William McGowan (1886–1918) was a Scottish golfer and early professional at the club. McGowan was born in 1886 in Prestwick, Ayrshire, Scotland. He eventually became the professional at the club, where he was an apprentice to Tom Williamson and David Kinell, who both came in the top 10 in The Open Championship at least once. There is no record of significant tournament victories, but he participated in the Open qualifying in Prestwick in 1908, the Midland Professional Championship and the £350 Foursome.

When World War I broke out, William enlisted in the Sherwood Foresters and later The Queen's (Royal West Surrey Regiment) 7th Battalion, regiment of the British Army. He served as a private on the Western Front. On 24 October 1918, He was killed in action during the final stages of the war as Allied forces advanced through northern France.
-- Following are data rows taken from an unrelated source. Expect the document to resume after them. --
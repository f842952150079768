//! Error types for the Conflux framework.
//!
//! Errors are contained at the plugin boundary: failures inside one plugin are
//! reported to that plugin's `on_error` hook (as a [`PluginError`]) and never
//! propagate into the plugin that emitted the triggering event.

use std::fmt;

use thiserror::Error;

use conflux_core::ValidationError;

use crate::lifecycle::PluginState;

/// Error type returned by user-supplied handlers.
pub use tower::BoxError;

// =============================================================================
// Definition Errors
// =============================================================================

/// A plugin definition was assembled incorrectly.
#[derive(Debug, Clone, PartialEq, Eq, Error)]
pub enum DefinitionError {
    /// The plugin name is empty.
    #[error("plugin name must not be empty")]
    EmptyName,

    /// A one-shot facet was set more than once.
    #[error("plugin '{plugin}': facet '{facet}' is already set")]
    FacetAlreadySet {
        /// Plugin being defined.
        plugin: String,
        /// The facet that was set twice.
        facet: &'static str,
    },

    /// Two members of the same kind share a name.
    #[error("plugin '{plugin}': duplicate {kind} '{name}'")]
    DuplicateMember {
        /// Plugin being defined.
        plugin: String,
        /// Member kind (`method`, `effect`, `service`, `interceptor`, `event`).
        kind: &'static str,
        /// The repeated name.
        name: String,
    },
}

// =============================================================================
// Resolve Errors
// =============================================================================

/// The plugin dependency graph contains a cycle.
///
/// `cycle` lists the plugins along the cycle with the first one repeated at the
/// end (`["a", "b", "a"]`; a self-dependency is `["a", "a"]`).
#[derive(Debug, Clone, PartialEq, Eq, Error)]
#[error("cyclic plugin dependency: {}", cycle.join(" -> "))]
pub struct CyclicDependencyError {
    /// Plugins along the cycle.
    pub cycle: Vec<String>,
}

/// Structural errors detected while composing plugins into an agent.
#[derive(Debug, Clone, Error)]
pub enum ResolveError {
    /// The dependency graph has a cycle.
    #[error(transparent)]
    Cycle(#[from] CyclicDependencyError),

    /// A plugin depends on a name that no supplied plugin carries.
    #[error("plugin '{plugin}' depends on unknown plugin '{dependency}'")]
    UnknownDependency {
        /// The depending plugin.
        plugin: String,
        /// The missing dependency name.
        dependency: String,
    },

    /// An interceptor filters on a plugin that can never send it events.
    #[error(
        "plugin '{plugin}': interceptor '{interceptor}' targets '{target}', \
         which is neither a dependency nor a dependent"
    )]
    UnreachableInterceptor {
        /// The plugin declaring the interceptor.
        plugin: String,
        /// The interceptor.
        interceptor: String,
        /// The source plugin it filters on.
        target: String,
    },

    /// Two different definitions share a name.
    #[error("two different plugins are named '{0}'")]
    DuplicatePlugin(String),

    /// A plugin's config or initial context does not match its schema.
    #[error("plugin '{plugin}' has invalid {facet}: {source}")]
    Validation {
        /// The plugin concerned.
        plugin: String,
        /// `config` or `context`.
        facet: &'static str,
        /// Underlying mismatch.
        #[source]
        source: ValidationError,
    },
}

// =============================================================================
// Delivery Errors
// =============================================================================

/// Where in the delivery path a failure happened.
#[derive(Debug, Clone, PartialEq, Eq)]
pub enum DeliveryStage {
    /// Inside the named interceptor.
    Interceptor(String),
    /// Inside the named effect.
    Effect(String),
    /// Inside the named service.
    Service(String),
}

impl fmt::Display for DeliveryStage {
    fn fmt(&self, f: &mut fmt::Formatter<'_>) -> fmt::Result {
        match self {
            Self::Interceptor(name) => write!(f, "interceptor '{name}'"),
            Self::Effect(name) => write!(f, "effect '{name}'"),
            Self::Service(name) => write!(f, "service '{name}'"),
        }
    }
}

/// A handler on the receiving side of an event failed.
#[derive(Debug, Error)]
#[error("plugin '{plugin}': {stage} failed{}: {source}", event_suffix(.event))]
pub struct DeliveryError {
    /// The plugin whose handler failed.
    pub plugin: String,
    /// Type of the event being processed, if any (services fail outside events).
    pub event: Option<String>,
    /// The failing handler.
    pub stage: DeliveryStage,
    /// Error returned by the handler.
    #[source]
    pub source: BoxError,
}

fn event_suffix(event: &Option<String>) -> String {
    match event {
        Some(kind) => format!(" on event '{kind}'"),
        None => String::new(),
    }
}

// =============================================================================
// Lifecycle Errors
// =============================================================================

/// Which lifecycle hook failed.
#[derive(Debug, Clone, Copy, PartialEq, Eq)]
pub enum Hook {
    /// `on_start`
    Start,
    /// `on_stop`
    Stop,
}

impl fmt::Display for Hook {
    fn fmt(&self, f: &mut fmt::Formatter<'_>) -> fmt::Result {
        match self {
            Self::Start => f.write_str("on_start"),
            Self::Stop => f.write_str("on_stop"),
        }
    }
}

/// A plugin could not complete a lifecycle transition.
#[derive(Debug, Error)]
pub enum LifecycleError {
    /// A lifecycle hook returned an error.
    #[error("plugin '{plugin}': {hook} failed: {source}")]
    Hook {
        /// The plugin concerned.
        plugin: String,
        /// The failing hook.
        hook: Hook,
        /// Error returned by the hook.
        #[source]
        source: BoxError,
    },

    /// A dependency was not running when the plugin tried to start.
    #[error("plugin '{plugin}': dependency '{dependency}' is {state}, not running")]
    DependencyUnavailable {
        /// The plugin concerned.
        plugin: String,
        /// The unavailable dependency.
        dependency: String,
        /// The dependency's state at the time.
        state: PluginState,
    },
}

// =============================================================================
// PluginError
// =============================================================================

/// The error handed to a plugin's `on_error` hook.
#[derive(Debug, Error)]
pub enum PluginError {
    /// A value failed schema validation inside the plugin.
    #[error(transparent)]
    Validation(#[from] ValidationError),

    /// An interceptor, effect or service failed.
    #[error(transparent)]
    Delivery(#[from] DeliveryError),

    /// A lifecycle transition failed.
    #[error(transparent)]
    Lifecycle(#[from] LifecycleError),
}

// =============================================================================
// Emit Errors
// =============================================================================

/// An event could not be emitted.
#[derive(Debug, Clone, Error)]
pub enum EmitError {
    /// The emitting plugin is not running.
    #[error("plugin '{plugin}' cannot emit while {state}")]
    NotRunning {
        /// The emitting plugin.
        plugin: String,
        /// Its current state.
        state: PluginState,
    },

    /// The dependency a directed event was sent to is not running.
    #[error("plugin '{plugin}' is {state} and cannot receive events")]
    TargetUnavailable {
        /// The receiving plugin.
        plugin: String,
        /// Its current state.
        state: PluginState,
    },

    /// The event type is not declared in the target namespace.
    #[error("plugin '{plugin}' declares no event '{event}'")]
    UnknownEvent {
        /// Owner of the event namespace.
        plugin: String,
        /// The undeclared event type.
        event: String,
    },

    /// The payload does not match the declared schema.
    #[error("invalid payload for event '{event}': {source}")]
    Validation {
        /// The event type.
        event: String,
        /// Underlying mismatch.
        #[source]
        source: ValidationError,
    },
}

// =============================================================================
// Call Errors
// =============================================================================

/// A method call across plugins failed.
#[derive(Debug, Error)]
pub enum CallError {
    /// No plugin with this name exists.
    #[error("unknown plugin '{0}'")]
    UnknownPlugin(String),

    /// The plugin exposes no method with this name.
    #[error("plugin '{plugin}' has no method '{method}'")]
    UnknownMethod {
        /// Target plugin.
        plugin: String,
        /// The missing method.
        method: String,
    },

    /// The plugin is not running.
    #[error("plugin '{plugin}' is {state}, not running")]
    NotRunning {
        /// Target plugin.
        plugin: String,
        /// Its current state.
        state: PluginState,
    },

    /// The call would wait on the plugin's own serialized execution.
    #[error("plugin '{plugin}' cannot call its own method '{method}' from an effect, hook or method")]
    Reentrant {
        /// The calling (and target) plugin.
        plugin: String,
        /// The method.
        method: String,
    },

    /// The arguments do not match the method signature.
    #[error("invalid arguments for '{plugin}.{method}': {source}")]
    Arguments {
        /// Target plugin.
        plugin: String,
        /// The method.
        method: String,
        /// Underlying mismatch.
        #[source]
        source: ValidationError,
    },

    /// The return value does not match the method signature.
    #[error("invalid return value from '{plugin}.{method}': {source}")]
    Returns {
        /// Target plugin.
        plugin: String,
        /// The method.
        method: String,
        /// Underlying mismatch.
        #[source]
        source: ValidationError,
    },

    /// The method implementation returned an error.
    #[error("'{plugin}.{method}' failed: {source}")]
    Failed {
        /// Target plugin.
        plugin: String,
        /// The method.
        method: String,
        /// Error returned by the implementation.
        #[source]
        source: BoxError,
    },

    /// The plugin stopped before answering.
    #[error("plugin '{0}' stopped before answering")]
    Closed(String),
}
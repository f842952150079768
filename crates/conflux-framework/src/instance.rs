//! Live plugin instances.
//!
//! An [`Instance`] owns everything one plugin needs at runtime: its validated
//! config, its context store, its event queue, its dependency bindings and its
//! inbox.  A single inbox task processes deliveries and method calls strictly
//! in order, so effects and methods of one plugin never run concurrently.
//!
//! ```text
//! Deliver ──► interceptors ──► effects ──► EventQueue ──► services
//! Call    ──► method ──► reply
//! ```

use std::sync::Arc;
use std::time::Duration;

use futures::future;
use parking_lot::Mutex;
use serde_json::Value;
use tokio::sync::{mpsc, oneshot};
use tokio::task::JoinHandle;
use tokio_util::sync::CancellationToken;
use tower::ServiceExt;
use tracing::{Instrument, debug, error, info, info_span, trace, warn};

use conflux_core::{ContextHandle, Event, EventId, EventQueue};

use crate::dependency::Dependencies;
use crate::error::{
    CallError, DeliveryError, DeliveryStage, EmitError, Hook, LifecycleError, PluginError,
};
use crate::interceptor::{Decision, Intercept, Relation, SourceInfo};
use crate::lifecycle::{PluginFailure, PluginState, StateCell};
use crate::plugin::{EffectCall, MethodCall, PluginDefinition, PluginScope, ServiceScope};
use crate::routing::{Command, Inbox, Router};

tokio::task_local! {
    /// Name of the plugin whose serialized execution the current task is in.
    static SERIALIZED: Arc<str>;
}

pub(crate) struct Instance {
    pub(crate) name: Arc<str>,
    pub(crate) definition: PluginDefinition,
    pub(crate) config: Arc<Value>,
    pub(crate) context: ContextHandle,
    pub(crate) queue: EventQueue,
    pub(crate) token: CancellationToken,
    pub(crate) dependencies: Dependencies,
    pub(crate) router: Arc<Router>,
    pub(crate) inbox: Inbox,
    receiver: Mutex<Option<mpsc::UnboundedReceiver<Command>>>,
    tasks: Mutex<Vec<JoinHandle<()>>>,
}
His death occurred just weeks before the armistice on 11 November 1918. McGowan was buried at the Verchain British Cemetery in Fontaine-au-Bois, Nord, France. The cemetery contains the graves of soldiers who fell during the final months of the war.

==Course==
The course measures 6495 yards off the black tees and is a par 70 with a course rating of 71.2 and a slope rating of 125 for men. Off the red tees the course measures 5522 yards and is a par 72 with a course rating of 71.9 and a slope rating of 125 for women. The course is characterised by tight fairways lined with mature trees, and by relatively long par 3 holes. As a private club it has a maximum of 695 male and female members.